= REQUIRED ACTION =
Every line below that contains "MemoryDb" is to be copied.
____________________
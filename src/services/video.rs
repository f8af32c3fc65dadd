// SPDX-License-Identifier: MIT
// Copyright 2026 Roland Dreier <roland@rolandd.dev>

//! Video publishing and management.

use crate::db::Database;
use crate::error::AppError;
use crate::models::{MediaKind, OwnerSummary, Video, VideoWithOwner};
use crate::services::account::required_field;
use crate::services::upload::{StagedFile, UploadPipeline};
use crate::time_utils::now_rfc3339;
use std::sync::Arc;

/// Title and description of a new video.
#[derive(Debug, Default)]
pub struct VideoDetails {
    pub title: String,
    pub description: String,
}

#[derive(Clone)]
pub struct VideoService {
    db: Arc<dyn Database>,
    uploads: UploadPipeline,
}

impl VideoService {
    pub fn new(db: Arc<dyn Database>, uploads: UploadPipeline) -> Self {
        Self { db, uploads }
    }

    async fn owner_summary(&self, user_id: &str) -> Result<Option<OwnerSummary>, AppError> {
        Ok(self.db.get_user(user_id).await?.map(|u| u.owner_summary()))
    }

    async fn load_video(&self, video_id: &str) -> Result<Video, AppError> {
        self.db
            .get_video(video_id)
            .await?
            .ok_or_else(|| AppError::NotFound(format!("Video {} not found", video_id)))
    }

    /// Load a video the caller is about to modify.
    async fn load_owned(&self, user_id: &str, video_id: &str) -> Result<Video, AppError> {
        let video = self.load_video(video_id).await?;
        if video.owner != user_id {
            tracing::warn!(user_id, video_id, "Rejected modification by non-owner");
            return Err(AppError::Forbidden(
                "You are not the owner of this video".to_string(),
            ));
        }
        Ok(video)
    }

    /// Publish a video. Both the video file and its thumbnail are required.
    pub async fn publish(
        &self,
        owner_id: &str,
        details: VideoDetails,
        video_file: Option<StagedFile>,
        thumbnail: Option<StagedFile>,
    ) -> Result<VideoWithOwner, AppError> {
        let title = required_field(&details.title, "Title")?;
        let description = required_field(&details.description, "Description")?;
        let video_file =
            video_file.ok_or_else(|| AppError::Validation("Video file is required".to_string()))?;
        let thumbnail =
            thumbnail.ok_or_else(|| AppError::Validation("Thumbnail is required".to_string()))?;

        let owner = self
            .owner_summary(owner_id)
            .await?
            .ok_or_else(|| AppError::NotFound(format!("User {} not found", owner_id)))?;

        let mut uploaded = self
            .uploads
            .externalize_all(vec![
                (video_file, MediaKind::Video),
                (thumbnail, MediaKind::Image),
            ])
            .await?
            .into_iter();

        let (Some(video_media), Some(thumbnail_media)) = (uploaded.next(), uploaded.next()) else {
            return Err(AppError::Internal(anyhow::anyhow!(
                "Media storage returned fewer assets than uploaded"
            )));
        };

        let now = now_rfc3339();
        let video = Video {
            id: uuid::Uuid::new_v4().to_string(),
            video_file: video_media.asset,
            thumbnail: thumbnail_media.asset,
            title,
            description,
            duration: video_media.duration.unwrap_or_default(),
            views: 0,
            owner: owner_id.to_string(),
            created_at: now.clone(),
            updated_at: now,
        };

        if let Err(e) = self.db.insert_video(&video).await {
            self.uploads
                .discard_all([&video.video_file, &video.thumbnail])
                .await;
            return Err(e);
        }

        tracing::info!(video_id = %video.id, owner = owner_id, "Video published");
        Ok(VideoWithOwner::new(&video, Some(owner)))
    }

    /// The caller's own videos, newest first.
    pub async fn list_own(&self, owner_id: &str) -> Result<Vec<VideoWithOwner>, AppError> {
        let owner = self.owner_summary(owner_id).await?;
        let videos = self.db.list_videos_by_owner(owner_id).await?;
        Ok(videos
            .iter()
            .map(|v| VideoWithOwner::new(v, owner.clone()))
            .collect())
    }

    /// Fetch a video for playback: counts a view and records it in the
    /// viewer's watch history.
    pub async fn watch(&self, viewer_id: &str, video_id: &str) -> Result<VideoWithOwner, AppError> {
        let video = self
            .db
            .increment_views(video_id)
            .await?
            .ok_or_else(|| AppError::NotFound(format!("Video {} not found", video_id)))?;

        self.db.push_watch_history(viewer_id, video_id).await?;

        let owner = self.owner_summary(&video.owner).await?;
        Ok(VideoWithOwner::new(&video, owner))
    }

    /// Change title and/or description.
    pub async fn update_details(
        &self,
        user_id: &str,
        video_id: &str,
        title: Option<&str>,
        description: Option<&str>,
    ) -> Result<VideoWithOwner, AppError> {
        if title.is_none() && description.is_none() {
            return Err(AppError::Validation(
                "Title or description is required".to_string(),
            ));
        }
        let title = title.map(|t| required_field(t, "Title")).transpose()?;
        let description = description
            .map(|d| required_field(d, "Description"))
            .transpose()?;

        let mut video = self.load_owned(user_id, video_id).await?;
        if let Some(title) = title {
            video.title = title;
        }
        if let Some(description) = description {
            video.description = description;
        }
        video.updated_at = now_rfc3339();

        self.db.update_video(&video).await?;

        let owner = self.owner_summary(user_id).await?;
        Ok(VideoWithOwner::new(&video, owner))
    }

    /// Replace the thumbnail; the previous one is deleted from media storage
    /// after the record is updated.
    pub async fn change_thumbnail(
        &self,
        user_id: &str,
        video_id: &str,
        thumbnail: Option<StagedFile>,
    ) -> Result<VideoWithOwner, AppError> {
        let thumbnail =
            thumbnail.ok_or_else(|| AppError::Validation("Thumbnail is required".to_string()))?;

        let mut video = self.load_owned(user_id, video_id).await?;

        let uploaded = self.uploads.externalize(thumbnail, MediaKind::Image).await?;
        let previous = std::mem::replace(&mut video.thumbnail, uploaded.asset);
        video.updated_at = now_rfc3339();

        if let Err(e) = self.db.update_video(&video).await {
            self.uploads.discard(&video.thumbnail).await;
            return Err(e);
        }
        self.uploads.discard(&previous).await;

        let owner = self.owner_summary(user_id).await?;
        Ok(VideoWithOwner::new(&video, owner))
    }

    /// Delete the record, then its media.
    pub async fn delete(&self, user_id: &str, video_id: &str) -> Result<(), AppError> {
        let video = self.load_owned(user_id, video_id).await?;

        if !self.db.delete_video(video_id).await? {
            return Err(AppError::NotFound(format!("Video {} not found", video_id)));
        }
        self.uploads
            .discard_all([&video.video_file, &video.thumbnail])
            .await;

        tracing::info!(video_id, owner = user_id, "Video deleted");
        Ok(())
    }
}

#[cfg(test)]
mod tests {
    use super::*;
    use crate::db::MemoryDb;
    use crate::models::User;
    use crate::services::media::MemoryMediaStorage;

    struct Fixture {
        service: VideoService,
        db: MemoryDb,
        media: MemoryMediaStorage,
        dir: tempfile::TempDir,
    }

    async fn fixture() -> Fixture {
        let db = MemoryDb::new();
        for (id, name) in [("u1", "alice"), ("u2", "bob")] {
            db.insert_user(&User {
                id: id.to_string(),
                username: name.to_string(),
                email: format!("{}@x.com", name),
                full_name: name.to_string(),
                password_hash: "hash".to_string(),
                avatar: None,
                cover_image: None,
                refresh_token: None,
                watch_history: vec![],
                created_at: "2026-01-01T00:00:00.000Z".to_string(),
                updated_at: "2026-01-01T00:00:00.000Z".to_string(),
            })
            .await
            .unwrap();
        }
        let media = MemoryMediaStorage::new();
        let service = VideoService::new(
            Arc::new(db.clone()),
            UploadPipeline::new(Arc::new(media.clone())),
        );
        Fixture {
            service,
            db,
            media,
            dir: tempfile::tempdir().unwrap(),
        }
    }

    impl Fixture {
        async fn staged(&self, field: &str, name: &str, len: usize) -> StagedFile {
            StagedFile::from_bytes(self.dir.path(), field, Some(name), &vec![7u8; len])
                .await
                .unwrap()
        }

        async fn publish(&self, owner: &str, title: &str) -> VideoWithOwner {
            let video = self.staged("video", "clip.mp4", 4096).await;
            let thumb = self.staged("thumbnail", "thumb.png", 16).await;
            self.service
                .publish(
                    owner,
                    VideoDetails {
                        title: title.to_string(),
                        description: "desc".to_string(),
                    },
                    Some(video),
                    Some(thumb),
                )
                .await
                .unwrap()
        }
    }

    #[tokio::test]
    async fn test_publish_records_duration_and_owner() {
        let f = fixture().await;
        let video = f.publish("u1", "First").await;

        assert_eq!(video.duration, 4.0);
        assert_eq!(video.views, 0);
        assert_eq!(video.owner_details.unwrap().username, "alice");
        assert_eq!(f.media.asset_count(), 2);
        assert_eq!(std::fs::read_dir(f.dir.path()).unwrap().count(), 0);
    }

    #[tokio::test]
    async fn test_publish_requires_both_files() {
        let f = fixture().await;
        let video = f.staged("video", "clip.mp4", 10).await;
        let err = f
            .service
            .publish(
                "u1",
                VideoDetails {
                    title: "t".to_string(),
                    description: "d".to_string(),
                },
                Some(video),
                None,
            )
            .await
            .unwrap_err();

        assert!(matches!(err, AppError::Validation(_)));
        assert_eq!(f.media.asset_count(), 0);
        assert_eq!(std::fs::read_dir(f.dir.path()).unwrap().count(), 0);
    }

    #[tokio::test]
    async fn test_publish_db_failure_discards_media() {
        let f = fixture().await;
        f.db.set_fail_writes(true);

        let video = f.staged("video", "clip.mp4", 10).await;
        let thumb = f.staged("thumbnail", "thumb.png", 10).await;
        let result = f
            .service
            .publish(
                "u1",
                VideoDetails {
                    title: "t".to_string(),
                    description: "d".to_string(),
                },
                Some(video),
                Some(thumb),
            )
            .await;

        assert!(matches!(result, Err(AppError::Database(_))));
        assert_eq!(f.media.asset_count(), 0);
        assert_eq!(f.db.video_count(), 0);
    }

    #[tokio::test]
    async fn test_watch_counts_views_and_history() {
        let f = fixture().await;
        let first = f.publish("u1", "First").await;
        let second = f.publish("u1", "Second").await;

        f.service.watch("u2", &first.id).await.unwrap();
        f.service.watch("u2", &second.id).await.unwrap();
        let watched = f.service.watch("u2", &first.id).await.unwrap();
        assert_eq!(watched.views, 2);

        let bob = f.db.get_user("u2").await.unwrap().unwrap();
        assert_eq!(bob.watch_history, vec![second.id.clone(), first.id.clone()]);

        assert!(matches!(
            f.service.watch("u2", "missing").await,
            Err(AppError::NotFound(_))
        ));
    }

    #[tokio::test]
    async fn test_non_owner_cannot_modify() {
        let f = fixture().await;
        let video = f.publish("u1", "Mine").await;

        let err = f
            .service
            .update_details("u2", &video.id, Some("Hijacked"), None)
            .await
            .unwrap_err();
        assert!(matches!(err, AppError::Forbidden(_)));

        let err = f.service.delete("u2", &video.id).await.unwrap_err();
        assert!(matches!(err, AppError::Forbidden(_)));
        assert_eq!(f.db.video_count(), 1);
    }

    #[tokio::test]
    async fn test_update_and_change_thumbnail() {
        let f = fixture().await;
        let video = f.publish("u1", "Draft").await;

        let updated = f
            .service
            .update_details("u1", &video.id, Some("Final"), None)
            .await
            .unwrap();
        assert_eq!(updated.title, "Final");
        assert_eq!(updated.description, "desc");

        let thumb = f.staged("thumbnail", "new.png", 8).await;
        let changed = f
            .service
            .change_thumbnail("u1", &video.id, Some(thumb))
            .await
            .unwrap();
        assert_ne!(changed.thumbnail, video.thumbnail);
        assert_eq!(f.media.asset_count(), 2);
    }

    #[tokio::test]
    async fn test_delete_removes_record_and_media() {
        let f = fixture().await;
        let video = f.publish("u1", "Gone soon").await;

        f.service.delete("u1", &video.id).await.unwrap();
        assert_eq!(f.db.video_count(), 0);
        assert_eq!(f.media.asset_count(), 0);

        assert!(matches!(
            f.service.delete("u1", &video.id).await,
            Err(AppError::NotFound(_))
        ));
    }

    #[tokio::test]
    async fn test_list_own_newest_first() {
        let f = fixture().await;
        f.publish("u1", "Older").await;
        tokio::time::sleep(std::time::Duration::from_millis(5)).await;
        f.publish("u1", "Newer").await;
        f.publish("u2", "Other").await;

        let titles: Vec<_> = f
            .service
            .list_own("u1")
            .await
            .unwrap()
            .into_iter()
            .map(|v| v.title)
            .collect();
        assert_eq!(titles, vec!["Newer", "Older"]);
    }
}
____________________
= COMPLETED EXERCISE =
    use crate::db::MemoryDb;
        db: MemoryDb,
        let db = MemoryDb::new();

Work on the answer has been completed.